SUPPLIED MATERIAL Block Start
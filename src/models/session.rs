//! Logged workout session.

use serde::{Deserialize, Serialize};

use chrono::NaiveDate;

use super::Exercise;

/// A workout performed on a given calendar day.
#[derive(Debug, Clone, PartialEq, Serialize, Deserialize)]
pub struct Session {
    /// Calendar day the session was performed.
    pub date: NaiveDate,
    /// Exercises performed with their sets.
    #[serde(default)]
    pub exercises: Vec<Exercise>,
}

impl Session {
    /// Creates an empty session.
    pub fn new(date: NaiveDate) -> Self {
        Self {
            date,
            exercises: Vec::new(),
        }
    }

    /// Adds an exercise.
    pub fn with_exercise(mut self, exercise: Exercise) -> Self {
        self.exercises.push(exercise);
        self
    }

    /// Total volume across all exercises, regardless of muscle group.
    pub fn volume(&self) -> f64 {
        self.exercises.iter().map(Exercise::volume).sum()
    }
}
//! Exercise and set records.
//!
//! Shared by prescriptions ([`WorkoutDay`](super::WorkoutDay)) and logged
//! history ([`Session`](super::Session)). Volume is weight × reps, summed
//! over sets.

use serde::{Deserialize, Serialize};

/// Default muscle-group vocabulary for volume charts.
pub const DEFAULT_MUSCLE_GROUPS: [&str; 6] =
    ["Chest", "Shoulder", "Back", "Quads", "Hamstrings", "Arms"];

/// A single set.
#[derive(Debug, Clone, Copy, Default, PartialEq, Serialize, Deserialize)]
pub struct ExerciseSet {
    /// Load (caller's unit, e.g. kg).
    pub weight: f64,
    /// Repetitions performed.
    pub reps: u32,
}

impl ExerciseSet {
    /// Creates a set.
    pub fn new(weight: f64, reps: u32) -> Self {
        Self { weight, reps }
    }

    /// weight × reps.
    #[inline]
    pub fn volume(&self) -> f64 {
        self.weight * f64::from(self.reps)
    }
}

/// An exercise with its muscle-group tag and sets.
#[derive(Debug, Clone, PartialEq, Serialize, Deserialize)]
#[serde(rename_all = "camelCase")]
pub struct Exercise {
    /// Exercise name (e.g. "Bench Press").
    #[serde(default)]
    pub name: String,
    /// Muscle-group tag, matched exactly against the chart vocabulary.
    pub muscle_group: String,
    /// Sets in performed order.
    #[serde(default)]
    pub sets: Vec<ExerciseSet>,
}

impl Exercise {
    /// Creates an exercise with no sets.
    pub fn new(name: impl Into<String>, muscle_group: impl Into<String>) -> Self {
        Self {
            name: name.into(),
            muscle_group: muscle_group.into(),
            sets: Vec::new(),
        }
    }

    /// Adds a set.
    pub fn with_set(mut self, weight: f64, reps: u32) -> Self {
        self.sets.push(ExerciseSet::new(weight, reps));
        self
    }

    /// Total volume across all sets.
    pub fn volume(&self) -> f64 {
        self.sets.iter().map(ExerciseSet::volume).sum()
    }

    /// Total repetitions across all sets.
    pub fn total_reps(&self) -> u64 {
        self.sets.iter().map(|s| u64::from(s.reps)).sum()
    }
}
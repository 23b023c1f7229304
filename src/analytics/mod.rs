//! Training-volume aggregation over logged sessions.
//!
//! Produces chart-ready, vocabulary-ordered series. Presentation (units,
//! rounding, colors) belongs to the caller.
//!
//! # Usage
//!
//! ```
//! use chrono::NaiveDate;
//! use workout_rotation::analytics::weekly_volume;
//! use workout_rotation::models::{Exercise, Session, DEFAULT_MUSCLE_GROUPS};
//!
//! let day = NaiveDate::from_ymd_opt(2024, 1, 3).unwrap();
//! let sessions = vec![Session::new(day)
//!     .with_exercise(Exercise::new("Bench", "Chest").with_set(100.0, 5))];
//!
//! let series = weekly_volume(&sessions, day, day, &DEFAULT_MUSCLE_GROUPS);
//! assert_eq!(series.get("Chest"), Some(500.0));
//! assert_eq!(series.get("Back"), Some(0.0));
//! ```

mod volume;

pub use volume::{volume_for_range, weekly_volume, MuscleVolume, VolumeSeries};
SUPPLIED MATERIAL Block End
SUPPLIED MATERIAL Block Start
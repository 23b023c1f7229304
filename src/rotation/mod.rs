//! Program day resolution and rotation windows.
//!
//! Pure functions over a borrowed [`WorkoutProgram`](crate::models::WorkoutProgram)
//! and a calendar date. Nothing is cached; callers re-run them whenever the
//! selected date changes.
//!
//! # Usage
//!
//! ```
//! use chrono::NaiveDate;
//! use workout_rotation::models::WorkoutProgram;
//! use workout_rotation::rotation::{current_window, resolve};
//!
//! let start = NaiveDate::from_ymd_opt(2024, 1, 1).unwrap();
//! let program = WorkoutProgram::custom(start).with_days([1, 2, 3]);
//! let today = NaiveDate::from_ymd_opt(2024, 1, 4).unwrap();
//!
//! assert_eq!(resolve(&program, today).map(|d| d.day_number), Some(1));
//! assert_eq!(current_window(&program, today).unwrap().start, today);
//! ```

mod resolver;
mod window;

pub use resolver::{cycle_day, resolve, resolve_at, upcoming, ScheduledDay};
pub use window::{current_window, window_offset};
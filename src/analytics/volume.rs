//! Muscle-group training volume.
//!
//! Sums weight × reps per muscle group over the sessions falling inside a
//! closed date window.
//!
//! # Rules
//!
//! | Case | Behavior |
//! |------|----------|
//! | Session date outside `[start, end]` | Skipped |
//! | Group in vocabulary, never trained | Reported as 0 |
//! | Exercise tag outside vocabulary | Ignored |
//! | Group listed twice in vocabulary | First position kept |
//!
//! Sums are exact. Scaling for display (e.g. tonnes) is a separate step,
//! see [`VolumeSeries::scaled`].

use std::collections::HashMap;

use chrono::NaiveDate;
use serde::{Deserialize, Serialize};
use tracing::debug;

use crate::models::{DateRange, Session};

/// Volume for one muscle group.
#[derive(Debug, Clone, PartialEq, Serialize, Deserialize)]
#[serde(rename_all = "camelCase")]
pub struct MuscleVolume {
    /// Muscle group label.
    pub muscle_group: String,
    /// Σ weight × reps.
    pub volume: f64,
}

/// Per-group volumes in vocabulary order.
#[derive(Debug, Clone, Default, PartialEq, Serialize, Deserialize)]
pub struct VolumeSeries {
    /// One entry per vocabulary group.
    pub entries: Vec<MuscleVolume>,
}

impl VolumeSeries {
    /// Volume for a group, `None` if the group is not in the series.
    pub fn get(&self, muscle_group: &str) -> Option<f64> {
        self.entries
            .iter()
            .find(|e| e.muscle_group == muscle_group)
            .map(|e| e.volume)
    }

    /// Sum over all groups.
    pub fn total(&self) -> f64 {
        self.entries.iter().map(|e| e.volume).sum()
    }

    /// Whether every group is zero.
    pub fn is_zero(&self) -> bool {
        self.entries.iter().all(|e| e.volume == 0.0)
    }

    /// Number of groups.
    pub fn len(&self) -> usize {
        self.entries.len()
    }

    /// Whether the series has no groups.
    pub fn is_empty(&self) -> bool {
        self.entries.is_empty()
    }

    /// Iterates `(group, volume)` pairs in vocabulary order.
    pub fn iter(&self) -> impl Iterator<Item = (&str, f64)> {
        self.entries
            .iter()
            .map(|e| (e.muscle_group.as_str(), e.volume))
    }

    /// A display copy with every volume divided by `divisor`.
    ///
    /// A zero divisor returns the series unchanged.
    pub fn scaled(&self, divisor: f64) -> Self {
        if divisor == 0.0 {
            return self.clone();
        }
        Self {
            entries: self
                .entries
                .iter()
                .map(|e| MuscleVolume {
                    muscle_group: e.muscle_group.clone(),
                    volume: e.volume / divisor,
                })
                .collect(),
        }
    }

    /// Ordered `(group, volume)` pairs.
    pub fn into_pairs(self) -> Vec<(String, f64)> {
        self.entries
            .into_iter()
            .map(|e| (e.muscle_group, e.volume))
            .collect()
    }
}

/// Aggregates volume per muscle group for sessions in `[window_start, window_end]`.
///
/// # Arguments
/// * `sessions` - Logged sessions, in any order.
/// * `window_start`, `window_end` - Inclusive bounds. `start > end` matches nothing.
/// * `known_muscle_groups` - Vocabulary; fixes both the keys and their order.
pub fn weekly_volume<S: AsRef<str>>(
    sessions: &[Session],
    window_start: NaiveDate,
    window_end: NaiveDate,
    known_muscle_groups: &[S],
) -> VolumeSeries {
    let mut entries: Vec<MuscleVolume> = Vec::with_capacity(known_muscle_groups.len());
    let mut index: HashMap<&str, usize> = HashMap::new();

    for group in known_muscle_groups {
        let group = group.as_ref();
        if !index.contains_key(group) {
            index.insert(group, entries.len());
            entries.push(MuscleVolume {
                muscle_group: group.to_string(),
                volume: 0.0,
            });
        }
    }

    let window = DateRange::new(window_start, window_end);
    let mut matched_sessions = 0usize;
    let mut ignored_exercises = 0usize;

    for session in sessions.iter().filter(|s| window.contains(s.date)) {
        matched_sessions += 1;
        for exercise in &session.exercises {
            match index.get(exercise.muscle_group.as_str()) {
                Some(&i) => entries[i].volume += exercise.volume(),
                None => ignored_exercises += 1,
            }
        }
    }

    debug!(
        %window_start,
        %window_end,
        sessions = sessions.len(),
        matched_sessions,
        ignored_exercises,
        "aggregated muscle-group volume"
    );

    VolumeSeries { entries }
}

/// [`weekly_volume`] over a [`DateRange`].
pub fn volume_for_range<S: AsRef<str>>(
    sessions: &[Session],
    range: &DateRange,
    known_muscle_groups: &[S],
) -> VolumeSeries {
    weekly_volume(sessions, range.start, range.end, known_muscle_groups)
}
SUPPLIED MATERIAL Block End
**EXERCISE OBJECTIVE:** Please show the lines in the entries above that hold the string "unwrap".

**ANSWER BOX:**
//! let day = NaiveDate::from_ymd_opt(2024, 1, 3).unwrap();
//! let start = NaiveDate::from_ymd_opt(2024, 1, 1).unwrap();
//! let today = NaiveDate::from_ymd_opt(2024, 1, 4).unwrap();
//! assert_eq!(current_window(&program, today).unwrap().start, today);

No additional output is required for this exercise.